Метод идеализации и проектирование научных экспериментов по Вернеру Гейзенбергу

«В научной работе нашего столетия мы следуем, по существу, всё тому же методу, который был открыт и разработан Коперником, Галилеем и их последователями в XVI и XVII веках. Временами этот метод истолковывают ошибочно, характеризуя его в противоположность умозрительной науке предшествовавших веков как опытную науку.

В действительности Галилей отвернулся от традиционной, опиравшейся на Аристотеля науки своего времени и подхватил философские идеи Платона.

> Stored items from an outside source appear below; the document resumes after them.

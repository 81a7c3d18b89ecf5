//! # RBAC Constructs
//!
//! Declares the resources of a Redis RBAC stack and renders them as a
//! deployment template.
//!
//! - [`graph`]: explicit dependency DAG between declared resources
//! - [`provider`]: collaborator traits the constructs are written against
//! - [`stack`]: the recording [`Stack`] implementation of those traits
//! - [`rbac_user`]: the credentialed cache user construct
//! - [`assembler`]: composes a full stack from configuration
//! - [`template`]: the synthesized output

pub mod assembler;
pub mod graph;
pub mod provider;
pub mod rbac_user;
pub mod stack;
pub mod template;

pub use assembler::*;
pub use graph::DependencyGraph;
pub use provider::*;
pub use rbac_user::*;
pub use stack::{Consumer, Stack, METADATA_KEY};
pub use template::*;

Аристотелевскую дескриптивную науку он заменил платоновской структурной наукой. Выступая в защиту опыта, он имел в виду опыт, просвеченный математическими связями. Галилей, точно так же, как и Коперник, понял, что, отстраняясь от непосредственного опыта, идеализируя этот опыт, мы можем выявлять математические структуры феноменов и тем самым достигать новой простоты, обретая основу для новой ступени понимания.

Аристотель в полном соответствии с непосредственными данными опыта установил, например, что лёгкие тела падают медленнее, чем тяжелые. Галилей заявил, что в пустом пространстве все тела падают с равной скоростью и что их падение можно описать с помощью простых математических законов. В его эпоху падение тел в безвоздушном пространстве с точностью наблюдать было нельзя; однако тезис Галилея вызвал к жизни новые эксперименты.

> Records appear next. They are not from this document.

impl Stack {
    /// Creates an empty stack.
    #[must_use]
    pub fn new(name: impl Into<String>, description: impl Into<String>) -> Self {
        Self {
            name: name.into(),
            description: description.into(),
            synthesis_id: SynthesisId::new(),
            resources: BTreeMap::new(),
            graph: DependencyGraph::new(),
            documents: Vec::new(),
            secret_policies: HashMap::new(),
            role_policies: HashMap::new(),
            consumers: Vec::new(),
            outputs: BTreeMap::new(),
        }
    }

    /// Returns the stack name.
    #[must_use]
    pub fn name(&self) -> &str {
        &self.name
    }

    /// Returns the path every construct of this stack is declared under.
    #[must_use]
    pub fn root_path(&self) -> ConstructPath {
        ConstructPath::root(self.name.clone())
    }

    /// Returns the id stamped into this stack's template metadata.
    #[must_use]
    pub const fn synthesis_id(&self) -> SynthesisId {
        self.synthesis_id
    }

    /// Returns the graph of explicitly declared edges.
    ///
    /// Edges implied by references inside policy documents are only added
    /// by [`Stack::resolved_graph`], since grants keep changing those.
    #[must_use]
    pub fn graph(&self) -> &DependencyGraph {
        &self.graph
    }

    /// Returns true if `id` is a declared resource.
    #[must_use]
    pub fn contains(&self, id: &LogicalId) -> bool {
        self.resources.contains_key(id)
    }

    /// Returns the type of a declared resource.
    #[must_use]
    pub fn resource_type(&self, id: &LogicalId) -> Option<ResourceType> {
        self.resources.get(id).map(|d| d.resource_type)
    }

    /// Returns the static properties of a declared resource.
    #[must_use]
    pub fn properties(&self, id: &LogicalId) -> Option<&Map<String, Value>> {
        self.resources.get(id).map(|d| &d.properties)
    }

    /// Number of declared resources.
    #[must_use]
    pub fn resource_count(&self) -> usize {
        self.resources.len()
    }

    /// Returns the declared consumers.
    #[must_use]
    pub fn consumers(&self) -> &[Consumer] {
        &self.consumers
    }

    /// Returns the identity policy created for `role`, if any.
    #[must_use]
    pub fn identity_policy_of(&self, role: &LogicalId) -> Option<&LogicalId> {
        self.role_policies.get(role)
    }

    /// Returns the policy document attached to `id`.
    pub fn document(&self, id: &LogicalId) -> RbacResult<&PolicyDocument> {
        let index = self.document_index(id)?;
        self.documents
            .get(index)
            .ok_or_else(|| RbacError::internal(format!("policy document {} missing", index)))
    }

    /// Adds a template output.
    pub fn add_output(&mut self, name: impl Into<String>, description: impl Into<String>, value: Value) {
        self.outputs.insert(
            name.into(),
            TemplateOutput {
                description: Some(description.into()),
                value,
            },
        );
    }

    fn declare(&mut self, path: &ConstructPath, resource_type: ResourceType, properties: Map<String, Value>) -> RbacResult<LogicalId> {
        let id = path.logical_id();
        if self.graph.contains(&id) {
            return Err(RbacError::conflict(format!("{} is declared twice", path)));
        }

        let references: Vec<LogicalId> = intrinsic::referenced_ids(&Value::Object(properties.clone()))
            .into_iter()
            .filter(|r| *r != id)
            .collect();
        if let Some(missing) = references.iter().find(|r| !self.graph.contains(r)) {
            return Err(RbacError::UnknownResource(format!("{} referenced by {}", missing, path)));
        }

        self.graph.add_node(id.clone());
        for dependency in &references {
            self.graph.add_dependency(&id, dependency)?;
        }

        info!(logical_id = %id, resource_type = %resource_type, path = %path, "Declared resource");
        self.resources.insert(
            id.clone(),
            Declared {
                path: path.clone(),
                resource_type,
                properties,
                policy: None,
            },
        );
        Ok(id)
    }

    fn attach_document(&mut self, id: &LogicalId, property: &'static str, document: PolicyDocument) -> RbacResult<usize> {
        let declared = self
            .resources
            .get_mut(id)
            .ok_or_else(|| RbacError::not_found("resource", id))?;
        self.documents.push(document);
        let index = self.documents.len() - 1;
        declared.policy = Some(AttachedPolicy { property, document: index });
        Ok(index)
    }

    fn document_index(&self, id: &LogicalId) -> RbacResult<usize> {
        self.resources
            .get(id)
            .and_then(|d| d.policy)
            .map(|p| p.document)
            .ok_or_else(|| RbacError::not_found("policy document", id))
    }

    fn document_mut(&mut self, id: &LogicalId) -> RbacResult<&mut PolicyDocument> {
        let index = self.document_index(id)?;
        self.documents
            .get_mut(index)
            .ok_or_else(|| RbacError::internal(format!("policy document {} missing", index)))
    }

    fn path_of(&self, id: &LogicalId) -> RbacResult<ConstructPath> {
        self.resources
            .get(id)
            .map(|d| d.path.clone())
            .ok_or_else(|| RbacError::not_found("resource", id))
    }

    /// Declares a role assumable by `assumed_by`.
    pub fn create_role(
        &mut self,
        path: &ConstructPath,
        assumed_by: Principal,
        description: &str,
        managed_policies: &[String],
    ) -> RbacResult<RoleRef> {
        let mut trust = PolicyDocument::new();
        trust.add_statement(PolicyStatement::allow([actions::STS_ASSUME_ROLE], vec![]).with_principal(assumed_by));

        let mut properties = Map::new();
        properties.insert("AssumeRolePolicyDocument".to_string(), trust.to_json());
        properties.insert("Description".to_string(), Value::from(description));
        if !managed_policies.is_empty() {
            let arns = managed_policies.iter().map(|p| intrinsic::managed_policy_arn(p)).collect();
            properties.insert("ManagedPolicyArns".to_string(), Value::Array(arns));
        }

        let id = self.declare(path, ResourceType::Role, properties)?;
        Ok(RoleRef {
            id,
            name: path.leaf().to_string(),
        })
    }

    /// Declares a subnet group for the cache nodes.
    pub fn create_subnet_group(
        &mut self,
        path: &ConstructPath,
        name: &str,
        description: &str,
        subnet_ids: &[String],
    ) -> RbacResult<SubnetGroupRef> {
        let mut properties = Map::new();
        properties.insert("CacheSubnetGroupName".to_string(), Value::from(name));
        properties.insert("Description".to_string(), Value::from(description));
        properties.insert("SubnetIds".to_string(), json!(subnet_ids));

        let id = self.declare(path, ResourceType::CacheSubnetGroup, properties)?;
        Ok(SubnetGroupRef {
            id,
            name: name.to_string(),
        })
    }

    /// Declares a consumer that reads `credential` as `role` and connects to `replication_group`.
    ///
    /// The consumer is ordered after its role, the replication group and
    /// every grant resource that exists for the credential or the role. A
    /// role without a read grant is allowed; its reads fail at runtime.
    pub fn create_consumer(
        &mut self,
        name: &str,
        role: &RoleRef,
        credential: &CredentialRef,
        replication_group: &ReplicationGroupRef,
    ) -> RbacResult<Consumer> {
        let id = self.root_path().child(name).logical_id();
        if self.graph.contains(&id) {
            return Err(RbacError::conflict(format!("consumer {} is declared twice", name)));
        }

        let granted = self.can_read(&role.principal(), credential);
        if !granted {
            warn!(consumer = name, role = %role.name, secret = %credential.secret, "Consumer role has no read grant on its credential");
        }

        let mut dependencies = vec![role.id.clone(), replication_group.id.clone()];
        dependencies.extend(self.secret_policies.get(&credential.secret).cloned());
        dependencies.extend(self.role_policies.get(&role.id).cloned());

        self.graph.add_node(id.clone());
        for dependency in &dependencies {
            self.graph.add_dependency(&id, dependency)?;
        }

        let consumer = Consumer {
            id,
            name: name.to_string(),
            role: role.clone(),
            credential: credential.clone(),
            replication_group: replication_group.clone(),
            granted,
        };
        info!(consumer = name, logical_id = %consumer.id, granted, "Declared consumer");
        self.consumers.push(consumer.clone());
        Ok(consumer)
    }

    /// Returns true if `principal` holds a read grant on `credential` in either policy.
    #[must_use]
    pub fn can_read(&self, principal: &Principal, credential: &CredentialRef) -> bool {
        let via_resource_policy = self
            .secret_policies
            .get(&credential.secret)
            .and_then(|policy| self.document(policy).ok())
            .is_some_and(|doc| doc.statements().iter().any(|s| s.has_principal(principal)));

        let secret = intrinsic::reference(&credential.secret);
        let via_identity_policy = principal
            .role_id()
            .and_then(|role| self.role_policies.get(role))
            .and_then(|policy| self.document(policy).ok())
            .is_some_and(|doc| doc.statements().iter().any(|s| s.resources().contains(&secret)));

        via_resource_policy || via_identity_policy
    }

    fn identity_policy_for(&mut self, role: &LogicalId) -> RbacResult<LogicalId> {
        if let Some(policy) = self.role_policies.get(role) {
            return Ok(policy.clone());
        }
        if self.resource_type(role) != Some(ResourceType::Role) {
            return Err(RbacError::not_found("role", role));
        }

        let path = self.path_of(role)?.child("DefaultPolicy");
        let mut properties = Map::new();
        properties.insert("PolicyName".to_string(), Value::from(path.logical_id().as_str()));
        properties.insert("Roles".to_string(), json!([intrinsic::reference(role)]));

        let policy = self.declare(&path, ResourceType::Policy, properties)?;
        self.attach_document(&policy, "PolicyDocument", PolicyDocument::new())?;
        self.role_policies.insert(role.clone(), policy.clone());
        Ok(policy)
    }

    /// Returns the graph with edges implied by policy document references added.
    pub fn resolved_graph(&self) -> RbacResult<DependencyGraph> {
        let mut graph = self.graph.clone();
        for (id, declared) in &self.resources {
            let Some(policy) = declared.policy else {
                continue;
            };
            let document = self
                .documents
                .get(policy.document)
                .ok_or_else(|| RbacError::internal(format!("policy document {} missing", policy.document)))?;
            for dependency in intrinsic::referenced_ids(&document.to_json()) {
                if &dependency != id {
                    graph.add_dependency(id, &dependency)?;
                }
            }
        }
        Ok(graph)
    }

    fn render(&self, id: &LogicalId, declared: &Declared) -> RbacResult<Value> {
        let mut properties = declared.properties.clone();
        if let Some(policy) = declared.policy {
            let document = self.document(id)?;
            document
                .validate()
                .map_err(|e| RbacError::validation(format!("{} on {}: {}", policy.property, id, e)))?;
            properties.insert(policy.property.to_string(), document.to_json());
        }
        Ok(Value::Object(properties))
    }

    fn consumer_metadata(&self, consumer: &Consumer, graph: &DependencyGraph) -> Value {
        let endpoint = &consumer.replication_group.id;
        json!({
            "Name": consumer.name,
            "Role": intrinsic::get_att(&consumer.role.id, "Arn"),
            "SecretArn": intrinsic::reference(&consumer.credential.secret),
            "RedisEndpoint": intrinsic::get_att(endpoint, "PrimaryEndPoint.Address"),
            "RedisPort": intrinsic::get_att(endpoint, "PrimaryEndPoint.Port"),
            "Granted": consumer.granted,
            "DependsOn": graph.dependencies_of(&consumer.id),
        })
    }

    /// Resolves the graph, checks it is acyclic, and renders the template.
    pub fn synthesize(&self) -> RbacResult<Template> {
        let graph = self.resolved_graph()?;
        let order = graph.topological_order()?;

        let mut template = Template::new(self.description.clone());
        for id in &order {
            let Some(declared) = self.resources.get(id) else {
                continue;
            };
            template.resources.insert(
                id.clone(),
                TemplateResource {
                    resource_type: declared.resource_type.to_string(),
                    properties: self.render(id, declared)?,
                    depends_on: graph.dependencies_of(id),
                },
            );
        }

        let consumers: Map<String, Value> = self
            .consumers
            .iter()
            .map(|c| (c.id.to_string(), self.consumer_metadata(c, &graph)))
            .collect();

        template.metadata.insert(
            METADATA_KEY.to_string(),
            json!({
                "Stack": self.name,
                "SynthesisId": self.synthesis_id.to_string(),
                "CreationOrder": order,
                "Consumers": consumers,
            }),
        );

        template.outputs = self.outputs.clone();
        for consumer in &self.consumers {
            let key: String = consumer.name.chars().filter(char::is_ascii_alphanumeric).collect();
            template.outputs.insert(
                format!("{}SecretArn", key),
                TemplateOutput {
                    description: Some(format!("Credential read by {}", consumer.name)),
                    value: intrinsic::reference(&consumer.credential.secret),
                },
            );
            template.outputs.insert(
                format!("{}RoleArn", key),
                TemplateOutput {
                    description: Some(format!("Role assumed by {}", consumer.name)),
                    value: intrinsic::get_att(&consumer.role.id, "Arn"),
                },
            );
        }

        info!(
            stack = %self.name,
            resources = template.resources.len(),
            consumers = self.consumers.len(),
            synthesis_id = %self.synthesis_id,
            "Stack synthesized"
        );
        Ok(template)
    }
}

Новый метод стремился не к описанию непосредственно наблюдаемых фактов, а скорее к проектированию экспериментов, к искусственному созданию феноменов, при обычных условиях не наблюдаемых, и к их расчёту на базе математической теории.

Для нового научного метода существенны, таким образом; две характерные черты: стремление ставить каждый раз новые и очень точные эксперименты, идеализирующие, изолирующие опыт и тем самым создающие, по существу, новые феномены, и сопоставление этих феноменов с математическими структурами, принимаемыми в качестве законов природы. […]

Обычно считается, что наша наука эмпирическая и что мы вывели свои понятия и свои математические формулы из опытных данных. Если бы это была безоговорочная истина, мы могли бы, вступая в неисследованную область, вводить только величины, допускающие прямое наблюдение, и устанавливать законы природы с помощью одних лишь таких величин. В молодости я думал, что Эйнштейн в своей теории относительно строго следовал такой философии. Я  попробовал соответственно сделать нечто аналогичное в квантовой теории, введя матричное исчисление. Но когда позднее я обсуждал свои проблемы с Эйнштейном, он возразил мне: «Моя философия, возможно, когда-то и была такой, но всё равно это чушь. Никогда не удастся построить ни одну теорию на одних только наблюдаемых величинах. От теории зависит, что поддаётся наблюдению».

Этим он хотел подчеркнуть, что от непосредственного наблюдения -  будь то чёрной линии на фотографической пластинке, будь то разряд в счётчике Гейгера или подобных вещей - мы можем перейти к интересующим нас явлениям только в опоре на теорию и теоретические понятия. Невозможно отделить процесс эмпирического наблюдения от математической структуры с её величинами. Соотношения неопределённостей явились позднее очевиднейшим подтверждением тезиса Эйнштейна. […]

Словом, в конечном счёте складывается впечатление, что мы в своём научном методе строго следуем традиции, созданной в эпоху Галилея. Хотя с тех пор выросло много разных дисциплин - физика, химия, биология, теория атома и атомного ядра, - основополагающий метод остался прежним.

Похоже, большинство учёных нашего времени считает его единственным приемлемым методом, способным привести к объективным, то есть к верным, суждениям относительно поведения природы».

Вернер Гейзенберг, Традиция в науке / Шаги за горизонт, М., «Прогресс», 1987 г., с. 231-235.